Yoyo,
il est bon selon moi de distinguer deux choses :
- La rejet/mépris d'une bonne partie des sciences humaines, qui sont considérées tantôt comme non valables scientifiquement, tantôt comme inutiles, tantôt comme de la masturbation intellectuelle. C'est une forme d'anti-intellectualité qui a toujours existé et sera sûrement toujours pratiquée, que ce soit par des "allergiques à la réflexion" ou par des techniciens appréciant peu ce qui n'est pas carré ( entendez chiffrable ).
- La tendance d'une époque à devenir de moins en moins propice à l'exercice et la pratique de la réflexion désintéressée.
Les deux problèmes s'entrecroisent ( comme tout, toujours ) mais appellent il me semble différentes réponses.
Dans le premier cas je rejoins tout à fait le constat de Kastor. Il y a un vrai travail qui doit être fait au niveau de l'intelligibilité, de la vulgarisation, et de la diffusion des sciences humaines. Ici le verbiage abscon est l'ennemi numéro un. Le problème est plus profond et complexe mais ce serait déjà un gros pas en avant que beaucoup de sciences humaines ont du mal à franchir.
A ce propos Rouri, estime toi heureux, en te baladant à la Fnac tu auras à ta disposition des dizaines de livres s'attachant à rendre la pensée philosophique abordable ( et ce dès l'enfance ).

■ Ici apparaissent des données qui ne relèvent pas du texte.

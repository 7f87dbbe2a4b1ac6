//! Promotes a sub directory of a branch to its root.

use super::{get_patch_config, set_patch_config, update_tag, PatchConfig};
use crate::{
    constants::patches_branch,
    errors::{BranchError, BranchResult},
    git::{CursorGuard, RepositoryExt},
    packages::{find_packages, verify_equal_versions},
};
use git2::{build::CheckoutBuilder, ObjectType, Repository};
use std::path::Path;
use tracing::{debug, info, warn};

/// Trims the current branch down to a sub directory, or undoes a previous trim.
///
/// The sub directory and the commit the trim was based on are recorded in the config of
/// the branch's patches branch, and the release tag is moved to the result.
///
/// ## Takes
/// - `sub_dir` - The sub directory to promote. [None] keeps the one already recorded.
/// - `force` - Allow changing the recorded sub directory, or trimming twice.
/// - `undo` - Reset the branch to the commit it had before the trim.
pub fn trim(
    repository: &Repository,
    sub_dir: Option<&str>,
    force: bool,
    undo: bool,
) -> BranchResult<()> {
    let current = repository.current_branch_name()?;
    let patches = patches_branch(&current);
    let _guard = CursorGuard::acquire(repository)?;

    if !repository.ensure_local_branch(&patches)? {
        return Err(BranchError::MissingPatchesBranch(patches));
    }
    let mut config =
        get_patch_config(repository, &patches)?.ok_or_else(|| BranchError::ConfigRetrieval {
            branch: patches.clone(),
            reason: "no patch config found".to_string(),
        })?;

    if let Some(sub_dir) = sub_dir {
        set_trim_sub_dir(repository, &mut config, sub_dir, force)?;
    }

    if undo {
        undo_trim(repository, &mut config)?;
    } else {
        trim_to_sub_dir(repository, &mut config, force)?;
    }

    set_patch_config(repository, &patches, &config)?;
    tag_release(repository)
}

fn set_trim_sub_dir(
    repository: &Repository,
    config: &mut PatchConfig,
    sub_dir: &str,
    force: bool,
) -> BranchResult<()> {
    let sub_dir = normalize_sub_dir(sub_dir);
    if !config.trim.is_empty() && config.trim != sub_dir {
        warn!(
            "You are trying to set the trim sub directory to {}, but it is already set to {}.",
            sub_dir, config.trim
        );
        if !force {
            return Err(BranchError::Trim(format!(
                "the sub directory is already set to `{}`, use `--force` to change it",
                config.trim
            )));
        }
        warn!("Forcing the change of the sub directory.");
    }

    let head_tree = repository.head()?.peel_to_tree()?;
    let is_dir = head_tree
        .get_path(Path::new(sub_dir))
        .map(|entry| entry.kind() == Some(ObjectType::Tree))
        .unwrap_or(false);
    if !is_dir {
        return Err(BranchError::Trim(format!(
            "the sub directory `{}` does not exist on `{}`",
            sub_dir,
            repository.current_branch_name()?
        )));
    }

    config.trim = sub_dir.to_string();
    Ok(())
}

fn trim_to_sub_dir(
    repository: &Repository,
    config: &mut PatchConfig,
    force: bool,
) -> BranchResult<()> {
    if !config.trimbase.is_empty() {
        warn!("It looks like the trim operation has already been done, nested trimming is not supported.");
        if !force {
            return Err(BranchError::Trim(
                "branch is already trimmed, use `--force` to trim again".to_string(),
            ));
        }
        warn!("Proceeding anyways because of `--force`.");
    }
    if config.trim.is_empty() {
        return Err(BranchError::Trim("no sub directory to trim to".to_string()));
    }

    let head = repository.head()?.peel_to_commit()?;
    config.trimbase = head.id().to_string();

    let sub_tree = head
        .tree()?
        .get_path(Path::new(&config.trim))?
        .to_object(repository)?
        .peel_to_tree()?;

    // The checkout also resets the index to the sub tree, which is what gets committed.
    repository.checkout_tree(sub_tree.as_object(), Some(CheckoutBuilder::new().safe()))?;
    repository.commit_staged(
        format!(
            "Trimmed the branch to only the {} sub directory",
            config.trim
        )
        .as_str(),
    )?;

    config.base = repository.head_hash()?;
    info!("Trimmed {} to {}", repository.current_branch_name()?, config.trim);
    Ok(())
}

fn undo_trim(repository: &Repository, config: &mut PatchConfig) -> BranchResult<()> {
    if config.trimbase.is_empty() {
        return Err(BranchError::Trim(
            "it does not look like this branch has been trimmed".to_string(),
        ));
    }

    repository.reset_hard(&config.trimbase)?;
    config.trimbase.clear();
    Ok(())
}

fn tag_release(repository: &Repository) -> BranchResult<()> {
    let workdir = repository
        .workdir()
        .ok_or_else(|| anyhow::anyhow!("Repository has no working directory"))?;
    let packages = find_packages(workdir)?;
    if packages.is_empty() {
        debug!("no packages at the branch root, not tagging");
        return Ok(());
    }

    let version = verify_equal_versions(packages.iter())?;
    let tag = update_tag(repository, &version, true)?;
    info!("Tagged {}", tag);
    Ok(())
}

/// Strips a leading `./` and trailing `/` from a sub directory.
pub fn normalize_sub_dir(sub_dir: &str) -> &str {
    let sub_dir = sub_dir.strip_prefix("./").unwrap_or(sub_dir);
    sub_dir.trim_end_matches('/')
}
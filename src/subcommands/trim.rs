//! `trim` subcommand.

use anyhow::anyhow;
use clap::Args;
use git2::Repository;
use nu_ansi_term::Color::Blue;
use relbranch::{errors::BranchResult, git::RepositoryExt, patch};
use std::{env, path::PathBuf};

/// CLI arguments for the `trim` subcommand.
#[derive(Debug, Clone, Eq, PartialEq, Args)]
pub struct TrimCmd {
    /// The sub directory to move to the root of the branch.
    #[arg(short, long, value_name = "SUB_DIRECTORY")]
    pub sub_directory: Option<String>,
    /// Change an already recorded sub directory, or trim an already trimmed branch.
    #[arg(short, long)]
    pub force: bool,
    /// Reverse a previous trim with a hard reset.
    #[arg(short, long)]
    pub undo: bool,
    /// Directory to run in, instead of the current one.
    #[arg(short = 'C', long, value_name = "DIR")]
    pub directory: Option<PathBuf>,
}

impl TrimCmd {
    /// Run the `trim` subcommand.
    pub fn run(self) -> BranchResult<i32> {
        let directory = match self.directory {
            Some(directory) => directory,
            None => env::current_dir()?,
        };
        let repo =
            Repository::discover(&directory).map_err(|_| anyhow!("Not in a git repository."))?;

        patch::trim(&repo, self.sub_directory.as_deref(), self.force, self.undo)?;

        println!(
            "Successfully {} `{}`.",
            if self.undo { "untrimmed" } else { "trimmed" },
            Blue.paint(repo.current_branch_name()?)
        );
        Ok(0)
    }
}
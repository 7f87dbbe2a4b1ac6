//! Interactive confirmation.

use crate::errors::BranchResult;
use std::{cell::RefCell, collections::VecDeque};

/// Asks the user whether to continue.
pub trait Confirm {
    /// Returns `true` if the user agreed to `message`.
    fn confirm(&self, message: &str) -> BranchResult<bool>;
}

/// [Confirm] on the terminal, with `inquire`.
#[derive(Default, Debug, Clone, Copy)]
pub struct InquireConfirm;

impl Confirm for InquireConfirm {
    fn confirm(&self, message: &str) -> BranchResult<bool> {
        Ok(inquire::Confirm::new(message)
            .with_default(false)
            .prompt()?)
    }
}

/// [Confirm] that replays a fixed list of answers, answering `false` once exhausted.
///
/// Used where no terminal is available, and in tests.
#[derive(Default, Debug)]
pub struct ScriptedConfirm {
    answers: RefCell<VecDeque<bool>>,
    asked: RefCell<Vec<String>>,
}

impl ScriptedConfirm {
    /// Creates a [ScriptedConfirm] with the given answers.
    pub fn new(answers: impl IntoIterator<Item = bool>) -> Self {
        Self {
            answers: RefCell::new(answers.into_iter().collect()),
            asked: RefCell::default(),
        }
    }

    /// Returns every message that was asked so far.
    pub fn asked(&self) -> Vec<String> {
        self.asked.borrow().clone()
    }
}

impl Confirm for ScriptedConfirm {
    fn confirm(&self, message: &str) -> BranchResult<bool> {
        self.asked.borrow_mut().push(message.to_string());
        Ok(self.answers.borrow_mut().pop_front().unwrap_or(false))
    }
}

Dans le second cas, on se situe au niveau d'une tendance amorcée dans les 80's qui englobe l'ensemble de la société occidentale et imprègne, cadre, toutes les actions qui s'y déroulent. Concrètement que ce soit dans le monde du travail, des études, des moments de loisirs, des relations interpersonnelles, on est pris dans une vision du monde et des choses (dans un référentiel global pour faire un peu de verbiage

) qui va dans une direction assez précise.
Mise en avant de la performance, du principe de réalité ( technicisation des problèmes et des solutions ), soucis exacerbé de la rentabilité de l'action. Accélération du tempo de vie, du rythme de travail, des cycles de consommation, du temps de l'information, du temps accordé à une activité et ce, toujours au service de la compétitivité. Valorisation de la jouissance sans limite. Progrès technique ( telecommunications principalement ) ayant permis
et en même temps accéléré le procédé.
Tout ça crée un microcosme plutôt très défavorable au développement de la connaissance, de la réflexion et à sa diffusion dans le reste de la société ( hormis les télécom qui améliorent l'échange d'infos ). La réflexion et le temps long qui y est attaché viendra à chaque fois se heurter au système du référentiel global avec qui elle entre en contradiction.
Donc il y aura toujours des reflexion-phobes comme titre le topic. Mais si on s'intéresse à l'"homme moyen" ( au sens médian ), celui qui serait dans son ignorance crasse, on se rend compte qu'il n'existe pas en tant que tel mais qu'il est juste le produit du système sociétal dans lequel il est pris.
Pester contre les individus, c'est tirer sur le messager, c'est reprocher la guerre aux soldats, la chaleur au thermomètre.